> [Collected data]
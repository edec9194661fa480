//! Packed board state: one `u32` holding a full game snapshot.
//!
//! ## Layout
//!
//! | bits   | field                                             |
//! |--------|---------------------------------------------------|
//! | 0..16  | the 8 ring cells, 2 bits each, in ring order      |
//! | 16..20 | pose tag (3-bit rotation count + 1 mirror bit)    |
//! | 20..24 | round counter, 0..=9                              |
//! | 24..26 | center cell (position 5)                          |
//! | 26..28 | outcome                                           |
//! | 28..30 | turn                                              |
//! | 30..32 | mode                                              |
//!
//! The ring cells sit in the low 16 bits in ring order (7, 8, 9, 6, 3,
//! 2, 1, 4), so rotating the board 45° is one 16-bit rotate. The center
//! never moves and lives outside the ring field.
//!
//! The **case** is the derived packed view of all 9 cells used for
//! pattern comparison: three row bytes, row 1 highest, with cells 3/6/9
//! in the low pair of each byte. It is computed from and decomposed into
//! the cell fields, never stored on its own.

use std::fmt;

use serde::{Deserialize, Serialize};
use smallvec::SmallVec;

use crate::error::BoardError;

/// Bit shift of each cell (positions 1..=9) inside the packed record.
const CELL_SHIFT: [u32; 9] = [12, 10, 8, 14, 24, 6, 0, 2, 4];

/// Bit shift of each cell (positions 1..=9) inside the case view.
const CASE_SHIFT: [u32; 9] = [20, 18, 16, 12, 10, 8, 4, 2, 0];

const CELL_BITS: u32 = 0b11;

pub(crate) const RING_MASK: u32 = 0x0000_FFFF;
pub(crate) const POSE_SHIFT: u32 = 16;
pub(crate) const POSE_MASK: u32 = 0xF << POSE_SHIFT;

const ROUND_SHIFT: u32 = 20;
const ROUND_BITS: u32 = 0xF;
const OUTCOME_SHIFT: u32 = 26;
const TURN_SHIFT: u32 = 28;
const MODE_SHIFT: u32 = 30;

/// One cell value.
///
/// `Target` only ever appears inside pattern templates: it marks a cell
/// that is a candidate response position. A live game board never holds
/// it; [`Board::sanitized`] strips it before result comparisons.
#[derive(Clone, Copy, Debug, PartialEq, Eq, Hash, Serialize, Deserialize)]
pub enum Mark {
    /// Unoccupied cell.
    Empty,
    /// The responding side's mark.
    Cross,
    /// The user's mark.
    Nought,
    /// Template-only wildcard: candidate response cell.
    Target,
}

impl Mark {
    /// Decode a 2-bit field value.
    #[must_use]
    pub fn from_bits(bits: u32) -> Self {
        match bits & CELL_BITS {
            0b00 => Mark::Empty,
            0b01 => Mark::Cross,
            0b10 => Mark::Nought,
            _ => Mark::Target,
        }
    }

    /// The 2-bit field value.
    #[must_use]
    pub fn bits(self) -> u32 {
        self as u32
    }

    fn glyph(self) -> char {
        match self {
            Mark::Empty => '_',
            Mark::Cross => 'X',
            Mark::Nought => 'O',
            Mark::Target => '+',
        }
    }
}

/// Stored game mode: side × debug.
///
/// The low bit selects the side (set = user defends, the engine moves
/// first), the high bit selects debug (no automatic response).
#[derive(Clone, Copy, Debug, PartialEq, Eq, Hash, Serialize, Deserialize)]
pub enum Mode {
    /// User moves first, engine responds.
    Attacker,
    /// Engine moves first, user responds.
    Defender,
    /// Attacker board without automatic responses.
    DebugAttacker,
    /// Defender board without automatic responses.
    DebugDefender,
}

impl Mode {
    const SIDE: u32 = 0b01;
    const DEBUG: u32 = 0b10;

    /// Decode a 2-bit field value.
    #[must_use]
    pub fn from_bits(bits: u32) -> Self {
        match bits & 0b11 {
            0b00 => Mode::Attacker,
            0b01 => Mode::Defender,
            0b10 => Mode::DebugAttacker,
            _ => Mode::DebugDefender,
        }
    }

    /// The 2-bit field value.
    #[must_use]
    pub fn bits(self) -> u32 {
        self as u32
    }

    /// True when the user plays the defending side.
    #[must_use]
    pub fn defender_side(self) -> bool {
        self.bits() & Self::SIDE != 0
    }

    /// True when automatic responses are disabled.
    #[must_use]
    pub fn debug(self) -> bool {
        self.bits() & Self::DEBUG != 0
    }

    /// The mode with the side bit complemented, debug preserved.
    #[must_use]
    pub fn conjugated(self) -> Self {
        Self::from_bits((self.bits() & Self::DEBUG) | (!self.bits() & Self::SIDE))
    }

    /// The mode with the debug bit complemented, side preserved.
    #[must_use]
    pub fn configured(self) -> Self {
        Self::from_bits((self.bits() & Self::SIDE) | (!self.bits() & Self::DEBUG))
    }
}

/// Whose placement is expected next.
#[derive(Clone, Copy, Debug, PartialEq, Eq, Hash, Serialize, Deserialize)]
pub enum Turn {
    /// Sentinel for a freshly zeroed record; resolved from the mode's
    /// side bit on construction.
    Unspecified,
    /// The user places next.
    User,
    /// The responding engine places next.
    Response,
    /// No further placements are accepted.
    Terminated,
}

impl Turn {
    #[must_use]
    pub fn from_bits(bits: u32) -> Self {
        match bits & 0b11 {
            0b00 => Turn::Unspecified,
            0b01 => Turn::User,
            0b10 => Turn::Response,
            _ => Turn::Terminated,
        }
    }

    #[must_use]
    pub fn bits(self) -> u32 {
        self as u32
    }
}

/// Terminal result, from the user's perspective.
#[derive(Clone, Copy, Debug, PartialEq, Eq, Hash, Serialize, Deserialize)]
pub enum Outcome {
    /// The game continues.
    Open,
    /// The user completed a line.
    Won,
    /// The engine completed a line.
    Lost,
    /// Nine rounds elapsed without a line.
    Tied,
}

impl Outcome {
    #[must_use]
    pub fn from_bits(bits: u32) -> Self {
        match bits & 0b11 {
            0b00 => Outcome::Open,
            0b01 => Outcome::Won,
            0b10 => Outcome::Lost,
            _ => Outcome::Tied,
        }
    }

    #[must_use]
    pub fn bits(self) -> u32 {
        self as u32
    }
}

/// Packed game snapshot.
///
/// A plain value type: field setters enforce masks and shifts but no
/// game rules. Turn sequencing, round counting, and result freezing are
/// the controller's job.
///
/// ## Example
///
/// ```
/// use tictactoe_engine::{Board, Mark, Mode};
///
/// let mut board = Board::new(Mode::Attacker);
/// board.set_cell(5, Mark::Nought).unwrap();
/// assert_eq!(board.cell(5), Ok(Mark::Nought));
/// assert!(board.cell(10).is_err());
/// ```
#[derive(Clone, Copy, Debug, Default, PartialEq, Eq, Hash)]
pub struct Board(pub(crate) u32);

impl Board {
    /// Create an empty board under the given mode, with the turn
    /// resolved from the mode's side bit.
    #[must_use]
    pub fn new(mode: Mode) -> Self {
        let mut board = Board(0);
        board.set_turn(if mode.defender_side() {
            Turn::Response
        } else {
            Turn::User
        });
        board.set_mode(mode);
        board
    }

    /// Create a board from a packed case view. All non-cell fields are
    /// zero; bits outside the cell boxes are ignored.
    #[must_use]
    pub fn from_case(case: u32) -> Self {
        let mut board = Board(0);
        board.set_case(case);
        board
    }

    // === Cells ===

    /// Get the mark at `index` (1..=9).
    pub fn cell(&self, index: usize) -> Result<Mark, BoardError> {
        if !(1..=9).contains(&index) {
            return Err(BoardError::InvalidIndex(index));
        }
        Ok(self.mark_at(index))
    }

    /// Set the mark at `index` (1..=9).
    pub fn set_cell(&mut self, index: usize, mark: Mark) -> Result<(), BoardError> {
        if !(1..=9).contains(&index) {
            return Err(BoardError::InvalidIndex(index));
        }
        self.put(index, mark);
        Ok(())
    }

    /// All 1-based positions currently holding `mark`.
    #[must_use]
    pub fn cells_with(&self, mark: Mark) -> SmallVec<[usize; 9]> {
        (1..=9).filter(|&i| self.mark_at(i) == mark).collect()
    }

    /// A copy with every `Target` cell replaced by `Empty`.
    ///
    /// Applied to templates before equality comparison against a live
    /// board, since `Target` never appears in live play.
    #[must_use]
    pub fn sanitized(&self) -> Self {
        let mut board = *self;
        for i in 1..=9 {
            if board.mark_at(i) == Mark::Target {
                board.put(i, Mark::Empty);
            }
        }
        board
    }

    fn mark_at(&self, index: usize) -> Mark {
        Mark::from_bits((self.0 >> CELL_SHIFT[index - 1]) & CELL_BITS)
    }

    /// Write a cell without bounds checking. `index` must be 1..=9.
    pub(crate) fn put(&mut self, index: usize, mark: Mark) {
        let shift = CELL_SHIFT[index - 1];
        self.0 = (self.0 & !(CELL_BITS << shift)) | (mark.bits() << shift);
    }

    // === Case view ===

    /// The packed view of all 9 cells, for single-comparison matching.
    #[must_use]
    pub fn case(&self) -> u32 {
        let mut case = 0;
        for i in 0..9 {
            case |= ((self.0 >> CELL_SHIFT[i]) & CELL_BITS) << CASE_SHIFT[i];
        }
        case
    }

    /// Replace all 9 cells from a packed case view.
    pub fn set_case(&mut self, case: u32) {
        for i in 0..9 {
            let bits = (case >> CASE_SHIFT[i]) & CELL_BITS;
            self.0 = (self.0 & !(CELL_BITS << CELL_SHIFT[i])) | (bits << CELL_SHIFT[i]);
        }
    }

    // === Scalar fields ===

    #[must_use]
    pub fn mode(&self) -> Mode {
        Mode::from_bits(self.0 >> MODE_SHIFT)
    }

    pub fn set_mode(&mut self, mode: Mode) {
        self.0 = (self.0 & !(0b11 << MODE_SHIFT)) | (mode.bits() << MODE_SHIFT);
    }

    #[must_use]
    pub fn turn(&self) -> Turn {
        Turn::from_bits(self.0 >> TURN_SHIFT)
    }

    pub fn set_turn(&mut self, turn: Turn) {
        self.0 = (self.0 & !(0b11 << TURN_SHIFT)) | (turn.bits() << TURN_SHIFT);
    }

    #[must_use]
    pub fn outcome(&self) -> Outcome {
        Outcome::from_bits(self.0 >> OUTCOME_SHIFT)
    }

    pub fn set_outcome(&mut self, outcome: Outcome) {
        self.0 = (self.0 & !(0b11 << OUTCOME_SHIFT)) | (outcome.bits() << OUTCOME_SHIFT);
    }

    /// Number of placed marks, 0..=9.
    #[must_use]
    pub fn round(&self) -> u8 {
        ((self.0 >> ROUND_SHIFT) & ROUND_BITS) as u8
    }

    pub fn set_round(&mut self, round: u8) {
        self.0 = (self.0 & !(ROUND_BITS << ROUND_SHIFT)) | ((u32::from(round) & ROUND_BITS) << ROUND_SHIFT);
    }

    /// The raw pose nibble (rotation count + mirror bit).
    #[must_use]
    pub fn pose(&self) -> u32 {
        (self.0 & POSE_MASK) >> POSE_SHIFT
    }
}

impl fmt::Display for Board {
    fn fmt(&self, f: &mut fmt::Formatter<'_>) -> fmt::Result {
        write!(
            f,
            "Board<{:?}, {:?}, {:?}>{{{}}} [ ",
            self.mode(),
            self.turn(),
            self.outcome(),
            self.round()
        )?;
        for i in 1..=9 {
            write!(f, "{}", self.mark_at(i).glyph())?;
            if i == 3 || i == 6 {
                write!(f, ", ")?;
            }
        }
        write!(f, " ] (0b{:04b})", self.pose())
    }
}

> [Work required] Please give again the lines above between the line holding "const MODE_SHIFT: u32 = 30;" and the line holding "pub enum Mark", inclusive, exactly as they are and with nothing added.

> [Solution below]
const MODE_SHIFT: u32 = 30;

/// One cell value.
///
/// `Target` only ever appears inside pattern templates: it marks a cell
/// that is a candidate response position. A live game board never holds
/// it; [`Board::sanitized`] strips it before result comparisons.
#[derive(Clone, Copy, Debug, PartialEq, Eq, Hash, Serialize, Deserialize)]
pub enum Mark {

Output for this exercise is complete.